Girl boss feminism is very popular up to 30, then it drops of a cliff. The only ones left are lesbians and their fool enabalers, shrill, entitled wimmin…..

Alex Lekas
Alex Lekas
1 month ago

As far as women in need of feminism go, my mother is hardly the worst case.
This poor child has never considered that perhaps her mother neither needs nor wants feminism, but rather, made the life choice that works for her. Whatever else feminism did to or for the author, it closed her mind to every option except the one pushed by the activist dogma.
To hear young women whining is the same as hearing it from young black people – both groups stand on the shoulders of the generations before them, yet neither has the humility or self-awareness to realize it. The feminism that once championed choices for women now scoffs at those who make the ‘wrong’ choice.

b blimbax
b blimbax
1 month ago
Reply to  Alex Lekas

“To hear young women whining is the same as hearing it from young black people – both groups stand on the shoulders of the generations before them, yet neither has the humility or self-awareness to realize it.”

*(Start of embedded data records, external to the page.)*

//! Shared test harness for host-function integration tests.
//!
//! Builds a WAT guest module that imports the host functions under test and
//! re-exports a trampoline for each, so tests drive the real linker through
//! real Wasm calls. Inputs are staged into guest memory through the host
//! allocator, exactly as runtime-owned buffers would be.

#![allow(dead_code)]

use wasmtime::{Engine, Linker, Memory, Module, Store};

use filament_host::allocator::FreeingBumpHeapAllocator;
use filament_host::{register_host_functions, HostContext, PointerSize};

/// Imported host functions and their trampoline exports:
/// `(import name, export name, params, results)`.
const HARNESS_FUNCTIONS: &[(&str, &str, &str, &str)] = &[
    // logging
    ("ext_logging_log_version_1", "log", "i32 i64 i64", ""),
    ("ext_logging_max_level_version_1", "log_max_level", "", "i32"),
    // hashing
    ("ext_hashing_blake2_128_version_1", "blake2_128", "i64", "i32"),
    ("ext_hashing_blake2_256_version_1", "blake2_256", "i64", "i32"),
    ("ext_hashing_keccak_256_version_1", "keccak_256", "i64", "i32"),
    ("ext_hashing_sha2_256_version_1", "sha2_256", "i64", "i32"),
    ("ext_hashing_twox_64_version_1", "twox_64", "i64", "i32"),
    ("ext_hashing_twox_128_version_1", "twox_128", "i64", "i32"),
    ("ext_hashing_twox_256_version_1", "twox_256", "i64", "i32"),
    // crypto
    ("ext_crypto_ed25519_generate_version_1", "ed25519_generate", "i32 i64", "i32"),
    ("ext_crypto_ed25519_public_keys_version_1", "ed25519_public_keys", "i32", "i64"),
    ("ext_crypto_ed25519_sign_version_1", "ed25519_sign", "i32 i32 i64", "i64"),
    ("ext_crypto_ed25519_verify_version_1", "ed25519_verify", "i32 i64 i32", "i32"),
    ("ext_crypto_sr25519_generate_version_1", "sr25519_generate", "i32 i64", "i32"),
    ("ext_crypto_sr25519_public_keys_version_1", "sr25519_public_keys", "i32", "i64"),
    ("ext_crypto_sr25519_sign_version_1", "sr25519_sign", "i32 i32 i64", "i64"),
    ("ext_crypto_sr25519_verify_version_1", "sr25519_verify_v1", "i32 i64 i32", "i32"),
    ("ext_crypto_sr25519_verify_version_2", "sr25519_verify_v2", "i32 i64 i32", "i32"),
    ("ext_crypto_secp256k1_ecdsa_recover_version_1", "ecdsa_recover", "i32 i32", "i64"),
    (
        "ext_crypto_secp256k1_ecdsa_recover_compressed_version_1",
        "ecdsa_recover_compressed",
        "i32 i32",
        "i64",
    ),
    ("ext_crypto_ecdsa_verify_version_2", "ecdsa_verify_v2", "i32 i64 i32", "i32"),
    ("ext_crypto_start_batch_verify_version_1", "start_batch_verify", "", ""),
    ("ext_crypto_finish_batch_verify_version_1", "finish_batch_verify", "", "i32"),
    // trie
    ("ext_trie_blake2_256_root_version_1", "trie_root", "i64", "i32"),
    ("ext_trie_blake2_256_ordered_root_version_1", "trie_ordered_root", "i64", "i32"),
    (
        "ext_trie_blake2_256_verify_proof_version_1",
        "trie_verify_proof",
        "i32 i64 i64 i64",
        "i32",
    ),
    // storage
    ("ext_storage_set_version_1", "storage_set", "i64 i64", ""),
    ("ext_storage_get_version_1", "storage_get", "i64", "i64"),
    ("ext_storage_read_version_1", "storage_read", "i64 i64 i32", "i64"),
    ("ext_storage_clear_version_1", "storage_clear", "i64", ""),
    ("ext_storage_exists_version_1", "storage_exists", "i64", "i32"),
    ("ext_storage_next_key_version_1", "storage_next_key", "i64", "i64"),
    ("ext_storage_append_version_1", "storage_append", "i64 i64", ""),
    ("ext_storage_root_version_1", "storage_root", "", "i64"),
    ("ext_storage_changes_root_version_1", "storage_changes_root", "i64", "i64"),
    ("ext_storage_clear_prefix_version_1", "storage_clear_prefix", "i64", ""),
    ("ext_storage_clear_prefix_version_2", "storage_clear_prefix_v2", "i64 i64", "i64"),
    ("ext_storage_start_transaction_version_1", "storage_start_transaction", "", ""),
    ("ext_storage_commit_transaction_version_1", "storage_commit_transaction", "", ""),
    (
        "ext_storage_rollback_transaction_version_1",
        "storage_rollback_transaction",
        "",
        "",
    ),
    // child storage
    ("ext_default_child_storage_set_version_1", "child_set", "i64 i64 i64", ""),
    ("ext_default_child_storage_get_version_1", "child_get", "i64 i64", "i64"),
    ("ext_default_child_storage_read_version_1", "child_read", "i64 i64 i64 i32", "i64"),
    ("ext_default_child_storage_clear_version_1", "child_clear", "i64 i64", ""),
    ("ext_default_child_storage_exists_version_1", "child_exists", "i64 i64", "i32"),
    ("ext_default_child_storage_next_key_version_1", "child_next_key", "i64 i64", "i64"),
    ("ext_default_child_storage_root_version_1", "child_root", "i64", "i64"),
    ("ext_default_child_storage_storage_kill_version_1", "child_kill", "i64", ""),
    ("ext_default_child_storage_storage_kill_version_2", "child_kill_v2", "i64 i64", "i32"),
    ("ext_default_child_storage_storage_kill_version_3", "child_kill_v3", "i64 i64", "i64"),
    // offchain
    ("ext_offchain_is_validator_version_1", "is_validator", "", "i32"),
    ("ext_offchain_random_seed_version_1", "random_seed", "", "i32"),
    ("ext_offchain_timestamp_version_1", "timestamp", "", "i64"),
    ("ext_offchain_index_set_version_1", "index_set", "i64 i64", ""),
    ("ext_offchain_local_storage_set_version_1", "local_storage_set", "i32 i64 i64", ""),
    ("ext_offchain_local_storage_get_version_1", "local_storage_get", "i32 i64", "i64"),
    ("ext_offchain_local_storage_clear_version_1", "local_storage_clear", "i32 i64", ""),
    (
        "ext_offchain_local_storage_compare_and_set_version_1",
        "local_storage_compare_and_set",
        "i32 i64 i64 i64",
        "i32",
    ),
    ("ext_offchain_submit_transaction_version_1", "submit_transaction", "i64", "i64"),
    ("ext_offchain_network_state_version_1", "network_state", "", "i64"),
    ("ext_offchain_http_request_start_version_1", "http_request_start", "i64 i64 i64", "i64"),
    (
        "ext_offchain_http_request_add_header_version_1",
        "http_request_add_header",
        "i32 i64 i64",
        "i64",
    ),
    // misc
    ("ext_misc_print_utf8_version_1", "print_utf8", "i64", ""),
    ("ext_misc_runtime_version_version_1", "runtime_version", "i64", "i64"),
    // allocator
    ("ext_allocator_malloc_version_1", "malloc", "i32", "i32"),
    ("ext_allocator_free_version_1", "free", "i32", ""),
    // stubs stay linkable
    ("ext_transaction_index_index_version_1", "transaction_index", "i32 i32 i32", ""),
    ("ext_sandbox_instantiate_version_1", "sandbox_instantiate", "i32 i64 i64 i32", "i32"),
];

/// Pages of guest memory in the harness module.
const MEMORY_PAGES: u32 = 32;

/// Build the harness module: one import plus one trampoline per entry.
fn harness_wat() -> String {
    let mut wat = String::from("(module\n");

    for (index, (import, _, params, results)) in HARNESS_FUNCTIONS.iter().enumerate() {
        let param_clause = if params.is_empty() {
            String::new()
        } else {
            format!(" (param {params})")
        };
        let result_clause = if results.is_empty() {
            String::new()
        } else {
            format!(" (result {results})")
        };
        wat.push_str(&format!(
            "  (import \"env\" \"{import}\" (func $f{index}{param_clause}{result_clause}))\n"
        ));
    }

    wat.push_str(&format!("  (memory (export \"memory\") {MEMORY_PAGES})\n"));

    for (index, (_, export, params, results)) in HARNESS_FUNCTIONS.iter().enumerate() {
        let param_clause = if params.is_empty() {
            String::new()
        } else {
            format!(" (param {params})")
        };
        let result_clause = if results.is_empty() {
            String::new()
        } else {
            format!(" (result {results})")
        };
        let mut body = String::new();
        for (arg, _) in params.split_whitespace().enumerate() {
            body.push_str(&format!(" local.get {arg}"));
        }
        wat.push_str(&format!(
            "  (func (export \"{export}\"){param_clause}{result_clause}{body} call $f{index})\n"
        ));
    }

    wat.push(')');
    wat
}

/// A live harness instance wrapping a store, its memory and the guest.
pub struct TestInstance {
    pub store: Store<HostContext>,
    pub memory: Memory,
    instance: wasmtime::Instance,
}

impl TestInstance {
    pub fn new() -> Self {
        Self::with_context(HostContext::with_trie_state())
    }

    pub fn with_context(context: HostContext) -> Self {
        let engine = Engine::default();
        let module = Module::new(&engine, harness_wat()).expect("harness module must compile");
        let mut linker = Linker::new(&engine);
        register_host_functions(&mut linker).expect("host functions must register");

        let mut store = Store::new(&engine, context);
        let instance = linker
            .instantiate(&mut store, &module)
            .expect("harness module must instantiate");
        let memory = instance
            .get_memory(&mut store, "memory")
            .expect("harness exports its memory");

        // The heap covers the upper half of the harness memory; the lower
        // half stays untouched for the module itself.
        let heap_base = MEMORY_PAGES / 2 * 65_536;
        store.data_mut().allocator = FreeingBumpHeapAllocator::new(heap_base);

        Self {
            store,
            memory,
            instance,
        }
    }

    /// Stage bytes into allocator-owned guest memory.
    pub fn write(&mut self, data: &[u8]) -> PointerSize {
        let mut allocator = std::mem::take(&mut self.store.data_mut().allocator);
        let span = allocator
            .allocate_and_write(self.memory.data_mut(&mut self.store), data)
            .expect("harness heap must not run out");
        self.store.data_mut().allocator = allocator;
        span
    }

    /// Stage bytes and return the packed span as the ABI scalar.
    pub fn write_span(&mut self, data: &[u8]) -> i64 {
        self.write(data).as_i64()
    }

    /// Stage bytes and return only the pointer.
    pub fn write_ptr(&mut self, data: &[u8]) -> i32 {
        self.write(data).pointer() as i32
    }

    pub fn read(&self, ptr: u32, len: u32) -> Vec<u8> {
        let data = self.memory.data(&self.store);
        data[ptr as usize..(ptr + len) as usize].to_vec()
    }

    pub fn read_span(&self, span: i64) -> Vec<u8> {
        let span = PointerSize::from(span);
        self.read(span.pointer(), span.length())
    }

    /// Call a trampoline export through the Wasm boundary.
    pub fn call<P, R>(&mut self, export: &str, params: P) -> R
    where
        P: wasmtime::WasmParams,
        R: wasmtime::WasmResults,
    {
        let func = self
            .instance
            .get_typed_func::<P, R>(&mut self.store, export)
            .unwrap_or_else(|err| panic!("missing harness export `{export}`: {err}"));
        func.call(&mut self.store, params)
            .unwrap_or_else(|err| panic!("calling `{export}` trapped: {err}"))
    }

    /// Call a trampoline export, returning the raw result for trap checks.
    pub fn try_call<P, R>(&mut self, export: &str, params: P) -> anyhow::Result<R>
    where
        P: wasmtime::WasmParams,
        R: wasmtime::WasmResults,
    {
        let func = self
            .instance
            .get_typed_func::<P, R>(&mut self.store, export)?;
        func.call(&mut self.store, params)
    }
}

/// SCALE `Option<bytes>`: `None`.
pub fn none_option() -> Vec<u8> {
    vec![0x00]
}

/// SCALE `Option<bytes>`: `Some(data)`.
pub fn some_option(data: &[u8]) -> Vec<u8> {
    use codec::Encode;
    Some(data.to_vec()).encode()
}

I think your statement is of much broader and general application. Today’s modern, atomized individual thinks he, or she, has no need of the generations that came before (let alone those that will come afterwards).

Mark epperson
Mark epperson
1 month ago

I am not sure how old or experienced the author is but I have a feeling mid to late 20’s and not very experienced yet. I had to look up the definition of Trad Wife and it seems perfectly fine with me as the woman, or man, chooses this lifestyle if they can afford it. As mentioned in other posts, when you are poor the choices are very small and you do have to choose to survive in your environment. Her mother seems very modern, and enlightened, yet she still is a mother looking out for her daughter.
Instead of dissing Trad wives in Thessaloniki, she should be working to raise the incomes and opportunities of the folks in her hometown. I enjoyed her article, witty and well written. Now is the time for Stella to take action, not just comment. What are the odds?

Katharine Eyre
Katharine Eyre
1 month ago

While reading this I couldn’t help thinking about the novel Middlesex by Jeffrey Eugenides and specifically how the Greek siblings Lefty and Desdemona solve their own marriageability issues by marrying each other.
And also how a former German boyfriend of mine informed me quite proudly that I was “an unusual British girl, because you aren’t drunk all the time and you aren’t fat.” There was a compliment in there somewhere.

David Morley
David Morley
1 month ago
Reply to  Katharine Eyre

a former German boyfriend of mine informed me quite proudly that I was “an unusual British girl, because you aren’t drunk all the time and you aren’t fat.” 

This is the reputation of British women abroad. largely deserved, though it’s a shame for those who don’t fit the stereotype. I’ve never heard them described as “liberated” for this before – unless it’s liberated from good taste and good sense.

UnHerd Reader
UnHerd Reader
1 month ago

Most men and women want a house and a family. A trad life if you like…the elites do try to confuse us with versions of feminism that try to put people off this vision because it has become unaffordable. But real feminism is about education and rights to work and property. It should be conducive with a trad life

Christopher Barclay
Christopher Barclay
1 month ago

Any woman eulogising the trad wife should be asked whether they have a bank account in their own name or a joint bank account. No genuine trad wife would have one. She would rely on the money her husband gave her. Second question is whether she will automatically comply with her husband’s demands for sex. A genuine trad wife would.